Ukraine cautions Berlin over Euro 2012 boycott threat | News | DW | 30.04.2012
  1. Inhalt
  2. Navigation
  3. Weitere Inhalte
  4. Metanavigation
  5. Suche
  6. Choose from 30 Languages


Ukraine cautions Berlin over Euro 2012 boycott threat

A news article indicating that German Chancellor Angela Merkel was planning a political boycott of Ukraine's matches of the Euro 2012 soccer championships has ruffled feathers in Kyiv.

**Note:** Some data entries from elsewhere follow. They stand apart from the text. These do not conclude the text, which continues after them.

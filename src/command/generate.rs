use anyhow::Result;
use clap::Args;
use tracing::debug;

use crate::codegen::{generate, Target, Unsupported};
use crate::curl::parse_curl;
use crate::http::Request;

#[derive(Debug, Args)]
pub struct Generate {
    /// The curl command. Read from stdin when neither this nor --file is given
    pub command: Option<String>,
    #[clap(short, long)]
    pub file: Option<String>,
    /// Output language, e.g. `python-requests` or `go`. Repeat or comma-separate for several.
    /// Run `curlconv targets` for the list
    #[clap(
        short,
        long = "target",
        env = "CURLCONV_TARGET",
        default_value = "curl",
        value_delimiter = ','
    )]
    pub targets: Vec<Target>,
    /// Render every target. Targets that cannot express the request say so inline.
    #[clap(long)]
    pub all: bool,
}

impl Generate {
    pub fn run(self) -> Result<()> {
        let command = super::read_command(self.command, self.file.as_deref())?;
        let request = parse_curl(&command)?;
        if self.all {
            println!("{}", render_all(&request)?);
            return Ok(());
        }
        debug!(targets = ?self.targets, "Generating");
        let mut snippets = Vec::new();
        for target in &self.targets {
            let code = generate(&request, *target)?;
            if self.targets.len() > 1 {
                snippets.push(format!("### {}\n\n{code}", target.label()));
            } else {
                snippets.push(code);
            }
        }
        println!("{}", snippets.join("\n\n"));
        Ok(())
    }
}

fn render_all(request: &Request) -> Result<String> {
    let mut sections = Vec::new();
    for target in Target::ALL {
        let code = match generate(request, target) {
            Ok(code) => code,
            Err(e) if e.is::<Unsupported>() => format!("({e})"),
            Err(e) => return Err(e),
        };
        sections.push(format!("### {}\n\n{code}", target.label()));
    }
    Ok(sections.join("\n\n"))
}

Ukraine's foreign ministry cautioned Berlin on Monday over threats that German ministers would not attend matches of the upcoming European Championship soccer tournament due to the treatment of jailed former prime minister Yulia Tymoshenko.

A recent article on news website Spiegel Online indicated that German Chancellor Angela Merkel planned to advise her cabinet ministers to refrain from attending matches in Ukraine if Tymoshenko isn't released by the time the tournament starts, on June 8.

Oleg Voloshyn, a spokesman for the Ukrainian foreign ministry, said he hoped the report on Merkel's position was wrong.

"We would not like to think that the political leaders of Germany are capable of reviving the methods of the Cold War and making sport a hostage of politics," he said in an interview with the Interfax news agency.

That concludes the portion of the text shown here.